As the unilateral cease-fire dragged on, the stream of advice flowing into the White House from multiple sources—Abizaid, Bremer, Sanchez, Blackwill, Blair, and others—resulted in countermands and caused confusion down the ranks. In late April, with Abizaid and Bremer unwilling to seize the city, the Marines turned it over to the Fallujah Brigade. That political decision should have involved the civilian diplomats, but the military chain of command excluded them.

In war, authority and responsibility should reside in the same organization. Iraq required one unified civilian-military staff reporting to a single commander who would be held responsible for all key decisions.

Our military lacked clarity of mission. Some American divisions were pursuing offensive operations, while others were trying to invigorate municipal services and select Iraqi leaders. In July 2003 CentCom announced it was fighting an insurgency. Yet a year was wasted during which American forces could have trained and selected Iraqi military leaders. The dissolution of the Iraqi Army and the failure to develop quickly a replacement security force were the principal shortfalls attendant to the liberation of Iraq.

For these lapses, the generals were as responsible as the civilians. The CPA had the authority to develop the security force—and CentCom had firmly supported the creation of the CPA. When Bremer dissolved the Iraqi military, the Central Command did not object. While having the authority to create a new army, the hastily assembled CPA staff lacked the expertise to do so. The CPA, though, did have diplomats whose negotiating skills were essential to developing a new Iraqi government. The separate military and civilian staffs needed to be pulled together.

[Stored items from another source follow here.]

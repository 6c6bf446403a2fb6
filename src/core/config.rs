use std::time::Duration;

use url::Url;

use super::reconnect::ExponentialBackoffReconnect;
use super::types::{WebSocketBufferConfig, WebSocketError, WebSocketResult};

/// Page/host origin used to derive the endpoint when no explicit URL is configured.
#[derive(Clone, Debug, PartialEq, Eq)]
pub struct WsClientOrigin {
    pub secure: bool,
    pub host: String,
    pub port: u16,
    /// Ports served by a local dev proxy that forwards the websocket path.
    pub dev_proxy_ports: Vec<u16>,
    pub backend_port: u16,
    pub path: String,
}

impl WsClientOrigin {
    pub fn new(host: impl Into<String>, port: u16) -> Self {
        Self {
            secure: false,
            host: host.into(),
            port,
            dev_proxy_ports: vec![5173, 3000],
            backend_port: 8080,
            path: "/ws".to_string(),
        }
    }

    pub fn secure(mut self, secure: bool) -> Self {
        self.secure = secure;
        self
    }

    pub fn with_dev_proxy_ports(mut self, ports: impl Into<Vec<u16>>) -> Self {
        self.dev_proxy_ports = ports.into();
        self
    }

    pub fn with_backend_port(mut self, port: u16) -> Self {
        self.backend_port = port;
        self
    }

    pub fn with_path(mut self, path: impl Into<String>) -> Self {
        self.path = path.into();
        self
    }

    /// Same origin when behind the dev proxy, otherwise the backend port on the same host.
    pub fn endpoint(&self) -> String {
        let scheme = if self.secure { "wss" } else { "ws" };
        let port = if self.dev_proxy_ports.contains(&self.port) {
            self.port
        } else {
            self.backend_port
        };
        let path = if self.path.starts_with('/') {
            self.path.clone()
        } else {
            format!("/{}", self.path)
        };
        format!("{scheme}://{}:{port}{path}", self.host)
    }
}

/// Connection settings. Every field has a default; see [`WsClientConfig::default`].
#[derive(Clone, Debug)]
pub struct WsClientConfig {
    pub url: Option<String>,
    pub origin: Option<WsClientOrigin>,
    /// Forwarded verbatim as the `token` query parameter.
    pub auth_token: Option<String>,
    pub max_reconnect_attempts: u32,
    pub reconnect_delay: Duration,
    pub max_reconnect_delay: Duration,
    pub reconnect_delay_multiplier: f64,
    pub connection_timeout: Duration,
    /// Zero disables the heartbeat.
    pub heartbeat_interval: Duration,
    pub heartbeat_timeout: Duration,
    pub auto_reconnect: bool,
    pub max_queue_size: usize,
    /// Log every inbound and outbound frame at debug level.
    pub debug: bool,
    pub buffers: WebSocketBufferConfig,
}

impl Default for WsClientConfig {
    fn default() -> Self {
        Self {
            url: None,
            origin: None,
            auth_token: None,
            max_reconnect_attempts: 10,
            reconnect_delay: Duration::from_millis(1000),
            max_reconnect_delay: Duration::from_millis(30_000),
            reconnect_delay_multiplier: 1.5,
            connection_timeout: Duration::from_millis(10_000),
            heartbeat_interval: Duration::ZERO,
            heartbeat_timeout: Duration::from_millis(5000),
            auto_reconnect: true,
            max_queue_size: 100,
            debug: false,
            buffers: WebSocketBufferConfig::default(),
        }
    }
}

impl WsClientConfig {
    pub fn new(url: impl Into<String>) -> Self {
        Self {
            url: Some(url.into()),
            ..Self::default()
        }
    }

    pub fn from_origin(origin: WsClientOrigin) -> Self {
        Self {
            origin: Some(origin),
            ..Self::default()
        }
    }

    pub fn with_auth_token(mut self, token: impl Into<String>) -> Self {
        self.auth_token = Some(token.into());
        self
    }

    pub fn with_max_reconnect_attempts(mut self, attempts: u32) -> Self {
        self.max_reconnect_attempts = attempts;
        self
    }

    pub fn with_reconnect_backoff(mut self, initial: Duration, max: Duration, multiplier: f64) -> Self {
        self.reconnect_delay = initial;
        self.max_reconnect_delay = max;
        self.reconnect_delay_multiplier = multiplier;
        self
    }

    pub fn with_connection_timeout(mut self, timeout: Duration) -> Self {
        self.connection_timeout = timeout;
        self
    }

    pub fn with_heartbeat(mut self, interval: Duration, timeout: Duration) -> Self {
        self.heartbeat_interval = interval;
        self.heartbeat_timeout = timeout;
        self
    }

    pub fn with_auto_reconnect(mut self, enabled: bool) -> Self {
        self.auto_reconnect = enabled;
        self
    }

    pub fn with_max_queue_size(mut self, size: usize) -> Self {
        self.max_queue_size = size;
        self
    }

    pub fn with_debug(mut self, debug: bool) -> Self {
        self.debug = debug;
        self
    }

    pub fn with_buffers(mut self, buffers: WebSocketBufferConfig) -> Self {
        self.buffers = buffers;
        self
    }

    pub fn backoff(&self) -> ExponentialBackoffReconnect {
        ExponentialBackoffReconnect::new(
            self.reconnect_delay,
            self.max_reconnect_delay,
            self.reconnect_delay_multiplier,
        )
    }

    /// Endpoint to dial: the explicit URL, else the origin-derived one, plus the auth token.
    pub fn resolve_url(&self) -> WebSocketResult<String> {
        let base = match (&self.url, &self.origin) {
            (Some(url), _) => url.clone(),
            (None, Some(origin)) => origin.endpoint(),
            (None, None) => {
                return Err(WebSocketError::InvalidConfig(
                    "no url or origin configured".to_string(),
                ));
            }
        };

        let mut url = Url::parse(&base)
            .map_err(|err| WebSocketError::InvalidConfig(format!("invalid url {base}: {err}")))?;
        match url.scheme() {
            "ws" | "wss" => {}
            other => {
                return Err(WebSocketError::InvalidConfig(format!(
                    "unsupported scheme {other}"
                )));
            }
        }
        if let Some(token) = &self.auth_token {
            url.query_pairs_mut().append_pair("token", token);
        }
        Ok(url.into())
    }
}

#[cfg(test)]
mod tests {
    use super::*;

    #[test]
    fn defaults_match_documented_values() {
        let cfg = WsClientConfig::default();
        assert_eq!(cfg.max_reconnect_attempts, 10);
        assert_eq!(cfg.reconnect_delay, Duration::from_millis(1000));
        assert_eq!(cfg.max_reconnect_delay, Duration::from_millis(30_000));
        assert_eq!(cfg.reconnect_delay_multiplier, 1.5);
        assert_eq!(cfg.connection_timeout, Duration::from_millis(10_000));
        assert!(cfg.heartbeat_interval.is_zero());
        assert!(cfg.auto_reconnect);
        assert_eq!(cfg.max_queue_size, 100);
        assert!(!cfg.debug);
    }

    #[test]
    fn explicit_url_wins_and_carries_token() {
        let cfg = WsClientConfig::new("ws://game.local:9000/ws")
            .with_auth_token("a b&c")
            .with_max_queue_size(5);
        assert_eq!(
            cfg.resolve_url().unwrap(),
            "ws://game.local:9000/ws?token=a+b%26c"
        );
    }

    #[test]
    fn origin_uses_dev_proxy_or_backend_port() {
        let proxied = WsClientConfig::from_origin(WsClientOrigin::new("localhost", 5173));
        assert_eq!(proxied.resolve_url().unwrap(), "ws://localhost:5173/ws");

        let direct = WsClientConfig::from_origin(
            WsClientOrigin::new("play.example.com", 443)
                .secure(true)
                .with_backend_port(9443)
                .with_path("socket"),
        );
        assert_eq!(
            direct.resolve_url().unwrap(),
            "wss://play.example.com:9443/socket"
        );
    }

    #[test]
    fn missing_or_bad_url_is_invalid_config() {
        assert!(matches!(
            WsClientConfig::default().resolve_url(),
            Err(WebSocketError::InvalidConfig(_))
        ));
        assert!(matches!(
            WsClientConfig::new("http://example.com").resolve_url(),
            Err(WebSocketError::InvalidConfig(_))
        ));
        assert!(matches!(
            WsClientConfig::new("not a url").resolve_url(),
            Err(WebSocketError::InvalidConfig(_))
        ));
    }
}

The high command, both civilian and military, interfered too much in Fallujah and knew too little. Twice Abizaid overruled his own field commanders, by first ordering them to attack and then ordering them to stop a week later. The televideo was used too often as a substitute for written staff work, while those with critical information, like the division commander Mattis, were not included in those conferences—despite the new technologies. The solipsism that too frequently infects high commands has no place on a battlefield.